═══ Provided entries

//! Test data fixtures for the mock server.
//!
//! Provides factory functions for creating realistic records in wire shape.

use serde_json::{json, Value};

use super::state::MockState;

/// Collection of fixture factories for test data.
pub struct Fixtures;

impl Fixtures {
    /// A business unit.
    pub fn business_unit(id: &str, name: &str) -> Value {
        json!({"id": id, "name": name})
    }

    /// A user.
    pub fn user(id: &str, email: &str) -> Value {
        json!({"id": id, "email": email})
    }

    /// An asset owned by a business unit and created by a user.
    pub fn asset(id: &str, name: &str, business_unit_id: &str, user_id: &str) -> Value {
        json!({
            "id": id,
            "name": name,
            "createdAt": "2024-01-15T10:30:00Z",
            "createdBy": {"id": user_id, "email": format!("{user_id}@example.com")},
            "group": {"id": business_unit_id, "name": "Devices"},
            "ctx": {"asset": id, "businessUnits": [business_unit_id], "products": []},
            "versions": [],
        })
    }

    /// An asset version on an asset.
    pub fn asset_version(id: &str, name: &str, asset_id: &str) -> Value {
        json!({
            "id": id,
            "name": name,
            "createdAt": "2024-01-16T08:00:00Z",
            "relativeRiskScore": 42.5,
            "testStatuses": ["COMPLETED"],
            "uniqueTestTypes": [],
            "asset": {"id": asset_id, "name": "Router"},
        })
    }

    /// A product with its asset versions.
    pub fn product(id: &str, name: &str, asset_version_ids: &[&str]) -> Value {
        let assets: Vec<Value> = asset_version_ids
            .iter()
            .map(|av| json!({"id": av, "name": "1.0"}))
            .collect();
        json!({
            "id": id,
            "name": name,
            "vendor": {"name": "Acme"},
            "assets": assets,
        })
    }

    /// A finding on an asset version.
    pub fn finding(id: &str, asset_version_id: &str, severity: &str, category: &str) -> Value {
        json!({
            "id": id,
            "title": format!("CVE-2024-{}", id.trim_start_matches("f-")),
            "severity": severity,
            "category": category,
            "riskScore": 7.5,
            "assetVersionRefId": asset_version_id,
            "affects": [{"id": "c-1", "name": "openssl", "version": "1.1.1"}],
            "currentStatus": null,
            "cwes": [],
            "cves": [],
        })
    }

    /// A software component instance on an asset version.
    pub fn component(id: &str, asset_version_id: &str, name: &str, version: &str) -> Value {
        json!({
            "id": id,
            "name": name,
            "version": version,
            "type": "LIBRARY",
            "absoluteRiskScore": 5.0,
            "assetVersionRefId": asset_version_id,
            "assetVersion": {"id": asset_version_id, "name": "1.0", "asset": {"id": "a-1", "name": "Router"}},
            "licenses": [],
            "hashes": [],
        })
    }

    /// A small organization: one business unit, user, asset, asset version
    /// and product, plus findings and components on the asset version.
    pub fn default_scenario() -> MockState {
        let mut asset = Self::asset("a-1", "Router", "bu-1", "u-1");
        asset["ctx"]["products"] = json!(["p-1"]);
        asset["versions"] = json!([{"id": "av-1", "name": "1.0"}]);

        let mut state = MockState::new()
            .with_record("allGroups", Self::business_unit("bu-1", "Devices"))
            .with_record("allUsers", Self::user("u-1", "dev@example.com"))
            .with_record("allOrganizations", json!({"id": "org-1", "name": "Example Org"}))
            .with_record("allAssets", asset)
            .with_record("allAssetVersions", Self::asset_version("av-1", "1.0", "a-1"))
            .with_record("allProducts", Self::product("p-1", "Gateway", &["av-1"]));

        for (id, severity, category) in [
            ("f-1", "CRITICAL", "CVE"),
            ("f-2", "HIGH", "CVE"),
            ("f-3", "LOW", "CREDENTIALS"),
        ] {
            state.insert("allFindings", Self::finding(id, "av-1", severity, category));
        }

        for (id, name, version) in [
            ("c-1", "openssl", "1.1.1"),
            ("c-2", "busybox", "1.36.0"),
            ("c-3", "zlib", "1.2.13"),
        ] {
            state.insert(
                "allSoftwareComponentInstances",
                Self::component(id, "av-1", name, version),
            );
        }

        state
    }
}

══════

### What you are asked to do
From the records above, extract everything verbatim.

### Answer for the task
//! Test data fixtures for the mock server.
//!
//! Provides factory functions for creating realistic records in wire shape.

use serde_json::{json, Value};

use super::state::MockState;

/// Collection of fixture factories for test data.
pub struct Fixtures;

impl Fixtures {
    /// A business unit.
    pub fn business_unit(id: &str, name: &str) -> Value {
        json!({"id": id, "name": name})
    }

    /// A user.
    pub fn user(id: &str, email: &str) -> Value {
        json!({"id": id, "email": email})
    }

    /// An asset owned by a business unit and created by a user.
    pub fn asset(id: &str, name: &str, business_unit_id: &str, user_id: &str) -> Value {
        json!({
            "id": id,
            "name": name,
            "createdAt": "2024-01-15T10:30:00Z",
            "createdBy": {"id": user_id, "email": format!("{user_id}@example.com")},
            "group": {"id": business_unit_id, "name": "Devices"},
            "ctx": {"asset": id, "businessUnits": [business_unit_id], "products": []},
            "versions": [],
        })
    }

    /// An asset version on an asset.
    pub fn asset_version(id: &str, name: &str, asset_id: &str) -> Value {
        json!({
            "id": id,
            "name": name,
            "createdAt": "2024-01-16T08:00:00Z",
            "relativeRiskScore": 42.5,
            "testStatuses": ["COMPLETED"],
            "uniqueTestTypes": [],
            "asset": {"id": asset_id, "name": "Router"},
        })
    }

    /// A product with its asset versions.
    pub fn product(id: &str, name: &str, asset_version_ids: &[&str]) -> Value {
        let assets: Vec<Value> = asset_version_ids
            .iter()
            .map(|av| json!({"id": av, "name": "1.0"}))
            .collect();
        json!({
            "id": id,
            "name": name,
            "vendor": {"name": "Acme"},
            "assets": assets,
        })
    }

    /// A finding on an asset version.
    pub fn finding(id: &str, asset_version_id: &str, severity: &str, category: &str) -> Value {
        json!({
            "id": id,
            "title": format!("CVE-2024-{}", id.trim_start_matches("f-")),
            "severity": severity,
            "category": category,
            "riskScore": 7.5,
            "assetVersionRefId": asset_version_id,
            "affects": [{"id": "c-1", "name": "openssl", "version": "1.1.1"}],
            "currentStatus": null,
            "cwes": [],
            "cves": [],
        })
    }

    /// A software component instance on an asset version.
    pub fn component(id: &str, asset_version_id: &str, name: &str, version: &str) -> Value {
        json!({
            "id": id,
            "name": name,
            "version": version,
            "type": "LIBRARY",
            "absoluteRiskScore": 5.0,
            "assetVersionRefId": asset_version_id,
            "assetVersion": {"id": asset_version_id, "name": "1.0", "asset": {"id": "a-1", "name": "Router"}},
            "licenses": [],
            "hashes": [],
        })
    }

    /// A small organization: one business unit, user, asset, asset version
    /// and product, plus findings and components on the asset version.
    pub fn default_scenario() -> MockState {
        let mut asset = Self::asset("a-1", "Router", "bu-1", "u-1");
        asset["ctx"]["products"] = json!(["p-1"]);
        asset["versions"] = json!([{"id": "av-1", "name": "1.0"}]);

        let mut state = MockState::new()
            .with_record("allGroups", Self::business_unit("bu-1", "Devices"))
            .with_record("allUsers", Self::user("u-1", "dev@example.com"))
            .with_record("allOrganizations", json!({"id": "org-1", "name": "Example Org"}))
            .with_record("allAssets", asset)
            .with_record("allAssetVersions", Self::asset_version("av-1", "1.0", "a-1"))
            .with_record("allProducts", Self::product("p-1", "Gateway", &["av-1"]));

        for (id, severity, category) in [
            ("f-1", "CRITICAL", "CVE"),
            ("f-2", "HIGH", "CVE"),
            ("f-3", "LOW", "CREDENTIALS"),
        ] {
            state.insert("allFindings", Self::finding(id, "av-1", severity, category));
        }

        for (id, name, version) in [
            ("c-1", "openssl", "1.1.1"),
            ("c-2", "busybox", "1.36.0"),
            ("c-3", "zlib", "1.2.13"),
        ] {
            state.insert(
                "allSoftwareComponentInstances",
                Self::component(id, "av-1", name, version),
            );
        }

        state
    }
}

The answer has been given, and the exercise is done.